Aftermath of the airstrike on the garrison of the 91st Engineering Regiment

As a result of the airstrike, the barracks were almost completely destroyed and a fire broke out. The Dachny residential area and nearby private infrastructure was also damaged. A bomb targeted at the barracks fell on Armiyskaya Street and damaged the heat-conducting network of the Okhtyrskaya thermal power plant and caused a leakage of hot water which further burnt four servicemen. In the next day, the wounded personnel were sent to a hospital in Poltava for treatment. By 28 February, operations were underway at the struck garrison to clear the rubble.

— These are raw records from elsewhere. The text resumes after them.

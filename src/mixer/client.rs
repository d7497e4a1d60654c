//! Mixer configuration client
//!
//! Get, create and delete operations on top of a [`Requester`]. Documents
//! are YAML on the user's side and JSON on the wire.

use super::http::Requester;
use super::paths::{resource_path, rule_path, ResourceKind};
use crate::error::{MixerError, Result};
use reqwest::{Method, StatusCode};
use serde::Deserialize;
use serde_json::Value;
use std::io::Write;
use std::sync::Arc;

/// Message reported when the service did not send one
pub const UNKNOWN_MESSAGE: &str = "unknown";

/// Result of a successful write
#[derive(Debug, Clone, PartialEq, Eq)]
pub struct Outcome {
    pub status: StatusCode,
    pub message: String,
}

/// Client for the Mixer configuration API
#[derive(Clone)]
pub struct MixerClient {
    requester: Arc<dyn Requester>,
}

impl MixerClient {
    pub fn new(requester: Arc<dyn Requester>) -> Self {
        Self { requester }
    }

    /// Fetch the document stored at `path`, rendered as YAML
    pub async fn get(&self, path: &str) -> Result<String> {
        let document = self.get_document(path).await?;
        serde_yaml::to_string(&document).map_err(|e| MixerError::Format(e.to_string()))
    }

    /// Fetch the document stored at `path`
    pub async fn get_document(&self, path: &str) -> Result<Value> {
        let response = self.requester.request(Method::GET, path, None).await?;
        if response.status != StatusCode::OK {
            return Err(MixerError::from_status(response.status));
        }

        Ok(ApiResponse::parse(&response.body)?.source_data())
    }

    /// Store the YAML document `raw` at `path`
    pub async fn create<W: Write>(&self, path: &str, raw: &[u8], out: &mut W) -> Result<Outcome> {
        let encoded = yaml_to_json(raw)?;
        self.request(Method::PUT, path, Some(encoded), out).await
    }

    /// Remove the document stored at `path`
    pub async fn delete<W: Write>(&self, path: &str, out: &mut W) -> Result<Outcome> {
        self.request(Method::DELETE, path, None, out).await
    }

    /// Issue a write and interpret the answer.
    ///
    /// Any response body is echoed to `out` before it is inspected, since it
    /// usually carries the reason for a failure.
    pub async fn request<W: Write>(
        &self,
        method: Method,
        path: &str,
        body: Option<Vec<u8>>,
        out: &mut W,
    ) -> Result<Outcome> {
        let response = self.requester.request(method.clone(), path, body).await?;

        let message = match response.body() {
            Some(body) => {
                out.write_all(body).map_err(MixerError::Output)?;
                writeln!(out).map_err(MixerError::Output)?;
                extract_message(body)
            }
            None => UNKNOWN_MESSAGE.to_string(),
        };

        if response.status != StatusCode::OK {
            return Err(MixerError::Application {
                method,
                path: path.to_string(),
                status: response.status.as_u16(),
                message,
            });
        }

        if response.body().is_some() {
            writeln!(out, "{}", message).map_err(MixerError::Output)?;
        }
        tracing::info!("{} {}: {}", method, path, message);

        Ok(Outcome {
            status: response.status,
            message,
        })
    }

    pub async fn rule_get(&self, scope: &str, subject: &str) -> Result<String> {
        self.get(&rule_path(scope, subject)).await
    }

    pub async fn rule_create<W: Write>(
        &self,
        scope: &str,
        subject: &str,
        raw: &[u8],
        out: &mut W,
    ) -> Result<Outcome> {
        self.create(&rule_path(scope, subject), raw, out).await
    }

    pub async fn rule_delete<W: Write>(
        &self,
        scope: &str,
        subject: &str,
        out: &mut W,
    ) -> Result<Outcome> {
        self.delete(&rule_path(scope, subject), out).await
    }

    pub async fn resource_get(&self, kind: ResourceKind, scope: &str) -> Result<String> {
        self.get(&resource_path(scope, kind)).await
    }

    pub async fn resource_create<W: Write>(
        &self,
        kind: ResourceKind,
        scope: &str,
        raw: &[u8],
        out: &mut W,
    ) -> Result<Outcome> {
        self.create(&resource_path(scope, kind), raw, out).await
    }
}

/// Envelope the configuration service wraps every answer in
#[derive(Debug, Clone, Default, PartialEq, Deserialize)]
#[serde(default)]
pub struct ApiResponse {
    pub data: Value,
    pub status: ApiStatus,
    /// Payload of services that do not wrap it in `data`
    source_data: Value,
}

/// `google.rpc.Status` as the configuration service reports it
#[derive(Debug, Clone, Default, PartialEq, Eq, Deserialize)]
#[serde(default)]
pub struct ApiStatus {
    pub code: i32,
    pub message: Option<String>,
}

impl ApiResponse {
    pub fn parse(body: &[u8]) -> Result<Self> {
        serde_json::from_slice(body).map_err(MixerError::Decode)
    }

    /// `data.source_data`, or a bare `source_data`
    pub fn source_data(&self) -> Value {
        match self.data.get("source_data") {
            Some(payload) => payload.clone(),
            None => self.source_data.clone(),
        }
    }

    /// `status.message`, or [`UNKNOWN_MESSAGE`]
    pub fn message(&self) -> &str {
        self.status.message.as_deref().unwrap_or(UNKNOWN_MESSAGE)
    }
}

/// `status.message` of a response body, or [`UNKNOWN_MESSAGE`] when the
/// body is not a readable envelope
pub fn extract_message(body: &[u8]) -> String {
    ApiResponse::parse(body)
        .map(|response| response.message().to_string())
        .unwrap_or_else(|_| UNKNOWN_MESSAGE.to_string())
}

/// Re-encode a YAML mapping as JSON.
///
/// Only the first document of a multi-document stream is used, and `<<`
/// merge keys are resolved. An empty stream is an empty mapping.
pub fn yaml_to_json(raw: &[u8]) -> Result<Vec<u8>> {
    let mut document = match serde_yaml::Deserializer::from_slice(raw).next() {
        Some(first) => serde_yaml::Value::deserialize(first)?,
        None => serde_yaml::Value::Null,
    };
    document.apply_merge()?;

    let document = match document {
        serde_yaml::Value::Null => serde_yaml::Value::Mapping(Default::default()),
        serde_yaml::Value::Mapping(_) => document,
        other => return Err(MixerError::InvalidDocument(yaml_kind(&other))),
    };

    let json = serde_json::to_value(&document).map_err(MixerError::Encode)?;
    serde_json::to_vec(&json).map_err(MixerError::Encode)
}

fn yaml_kind(value: &serde_yaml::Value) -> &'static str {
    match value {
        serde_yaml::Value::Null => "null",
        serde_yaml::Value::Bool(_) => "a boolean",
        serde_yaml::Value::Number(_) => "a number",
        serde_yaml::Value::String(_) => "a string",
        serde_yaml::Value::Sequence(_) => "a sequence",
        serde_yaml::Value::Mapping(_) => "a mapping",
        serde_yaml::Value::Tagged(_) => "a tagged value",
    }
}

On 1 March 2022, a soldier of the Regiment (Maxim Vyacheslavovich Borysenko) was killed in combat in Okhtyrka. On 2 March 2022, a soldier of the Regiment (Tryndin Oleksiy Pavlovich) was killed by Russian shelling of Kryvyi Rih. After the "deoccupation" of Sumy Oblast in April 2022, the regiment's commanders initiated the "SHIELD-Phantom" ISR project establishing 50 surveillance facilities along the border in Sumy Oblast, continuously monitoring the border situation. On 22 June 2022, while performing combat operations near Kuzemin, a soldier of the Regiment (Vitaliy Igorovych Efremenyuk) was blown up by a Russian landmine. On 21 September 2022, a soldier of the Regiment (Karpenko Valeriy Olegovich) was killed by a Russian UAV strike while performing demining tasks in Velyki Prokhody.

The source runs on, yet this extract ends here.